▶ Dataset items
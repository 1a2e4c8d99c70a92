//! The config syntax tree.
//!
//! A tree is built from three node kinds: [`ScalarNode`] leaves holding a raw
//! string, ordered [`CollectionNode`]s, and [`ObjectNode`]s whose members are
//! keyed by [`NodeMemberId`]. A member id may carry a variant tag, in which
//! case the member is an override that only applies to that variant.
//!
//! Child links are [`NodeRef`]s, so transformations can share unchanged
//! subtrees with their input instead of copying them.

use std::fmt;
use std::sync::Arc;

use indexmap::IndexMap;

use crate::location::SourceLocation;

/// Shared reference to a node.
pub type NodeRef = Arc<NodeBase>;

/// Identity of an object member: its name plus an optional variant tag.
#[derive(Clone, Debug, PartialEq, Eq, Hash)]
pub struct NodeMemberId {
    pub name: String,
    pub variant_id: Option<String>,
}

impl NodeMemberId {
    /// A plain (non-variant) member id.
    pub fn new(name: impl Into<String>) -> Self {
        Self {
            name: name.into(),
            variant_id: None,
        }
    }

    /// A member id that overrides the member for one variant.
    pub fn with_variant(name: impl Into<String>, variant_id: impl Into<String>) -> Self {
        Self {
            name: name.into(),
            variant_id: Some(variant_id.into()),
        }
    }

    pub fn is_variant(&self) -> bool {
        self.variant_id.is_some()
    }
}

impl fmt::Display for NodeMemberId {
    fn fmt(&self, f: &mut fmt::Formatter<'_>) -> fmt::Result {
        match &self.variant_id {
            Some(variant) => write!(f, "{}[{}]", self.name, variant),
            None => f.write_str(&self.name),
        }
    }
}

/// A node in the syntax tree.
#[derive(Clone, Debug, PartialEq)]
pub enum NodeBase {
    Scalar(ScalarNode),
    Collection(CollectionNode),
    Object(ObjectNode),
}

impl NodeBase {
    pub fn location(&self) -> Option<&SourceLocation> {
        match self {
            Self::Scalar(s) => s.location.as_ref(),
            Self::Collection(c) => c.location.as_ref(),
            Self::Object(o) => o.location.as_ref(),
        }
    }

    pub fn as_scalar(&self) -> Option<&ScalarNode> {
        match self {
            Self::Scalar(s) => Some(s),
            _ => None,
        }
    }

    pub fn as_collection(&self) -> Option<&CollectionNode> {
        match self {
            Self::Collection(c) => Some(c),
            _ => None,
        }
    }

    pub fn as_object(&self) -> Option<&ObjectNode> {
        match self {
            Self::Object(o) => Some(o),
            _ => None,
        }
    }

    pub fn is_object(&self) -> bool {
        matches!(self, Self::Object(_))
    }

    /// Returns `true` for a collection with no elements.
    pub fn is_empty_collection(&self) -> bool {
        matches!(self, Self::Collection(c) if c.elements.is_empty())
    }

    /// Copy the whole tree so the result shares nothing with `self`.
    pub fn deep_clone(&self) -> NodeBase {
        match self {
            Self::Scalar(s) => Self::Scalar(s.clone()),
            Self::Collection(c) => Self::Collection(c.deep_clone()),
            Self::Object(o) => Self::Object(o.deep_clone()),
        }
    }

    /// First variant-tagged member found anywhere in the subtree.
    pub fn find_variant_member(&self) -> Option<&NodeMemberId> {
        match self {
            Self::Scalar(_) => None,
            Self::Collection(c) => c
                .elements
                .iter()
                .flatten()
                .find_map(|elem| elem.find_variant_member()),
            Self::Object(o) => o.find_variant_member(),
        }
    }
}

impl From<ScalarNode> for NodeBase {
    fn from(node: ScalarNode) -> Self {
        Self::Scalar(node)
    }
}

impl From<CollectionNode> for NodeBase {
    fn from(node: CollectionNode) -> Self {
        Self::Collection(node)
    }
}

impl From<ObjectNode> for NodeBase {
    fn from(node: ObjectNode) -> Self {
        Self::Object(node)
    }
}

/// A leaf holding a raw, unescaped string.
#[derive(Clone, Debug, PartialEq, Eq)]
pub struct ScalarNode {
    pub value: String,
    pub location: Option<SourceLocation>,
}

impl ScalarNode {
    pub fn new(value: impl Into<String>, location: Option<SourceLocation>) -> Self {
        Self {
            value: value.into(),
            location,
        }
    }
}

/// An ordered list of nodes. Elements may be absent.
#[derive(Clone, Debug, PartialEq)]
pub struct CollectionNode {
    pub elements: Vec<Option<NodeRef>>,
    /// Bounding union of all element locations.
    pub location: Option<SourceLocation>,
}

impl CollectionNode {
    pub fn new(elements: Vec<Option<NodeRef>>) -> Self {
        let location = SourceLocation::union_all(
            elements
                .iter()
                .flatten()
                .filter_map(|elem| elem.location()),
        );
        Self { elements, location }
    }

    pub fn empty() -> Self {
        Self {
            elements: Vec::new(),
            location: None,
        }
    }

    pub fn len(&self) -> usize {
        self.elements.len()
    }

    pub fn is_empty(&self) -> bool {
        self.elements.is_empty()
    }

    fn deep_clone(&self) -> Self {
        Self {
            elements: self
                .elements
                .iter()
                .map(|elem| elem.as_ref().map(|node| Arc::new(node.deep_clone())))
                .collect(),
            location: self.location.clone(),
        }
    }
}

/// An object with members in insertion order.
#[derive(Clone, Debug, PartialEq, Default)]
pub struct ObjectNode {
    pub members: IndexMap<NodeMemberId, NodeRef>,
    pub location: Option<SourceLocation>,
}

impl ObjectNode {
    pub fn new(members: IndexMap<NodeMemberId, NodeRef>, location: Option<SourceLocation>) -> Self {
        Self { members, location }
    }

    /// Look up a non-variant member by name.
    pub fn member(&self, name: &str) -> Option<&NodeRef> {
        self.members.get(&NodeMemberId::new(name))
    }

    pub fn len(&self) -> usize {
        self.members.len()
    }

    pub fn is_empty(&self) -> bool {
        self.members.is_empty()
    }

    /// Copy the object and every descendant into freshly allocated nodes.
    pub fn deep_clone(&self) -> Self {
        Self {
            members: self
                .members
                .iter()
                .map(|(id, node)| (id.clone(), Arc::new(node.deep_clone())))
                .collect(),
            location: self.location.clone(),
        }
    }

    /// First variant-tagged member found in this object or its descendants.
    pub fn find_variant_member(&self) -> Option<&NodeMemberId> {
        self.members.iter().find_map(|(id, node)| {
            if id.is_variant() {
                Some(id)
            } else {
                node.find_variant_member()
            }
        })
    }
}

▶ Exercise goal
Return each line from the records that includes the word "ScalarNode".

▶ Finished exercise
//! A tree is built from three node kinds: [`ScalarNode`] leaves holding a raw
    Scalar(ScalarNode),
    pub fn as_scalar(&self) -> Option<&ScalarNode> {
impl From<ScalarNode> for NodeBase {
    fn from(node: ScalarNode) -> Self {
pub struct ScalarNode {
impl ScalarNode {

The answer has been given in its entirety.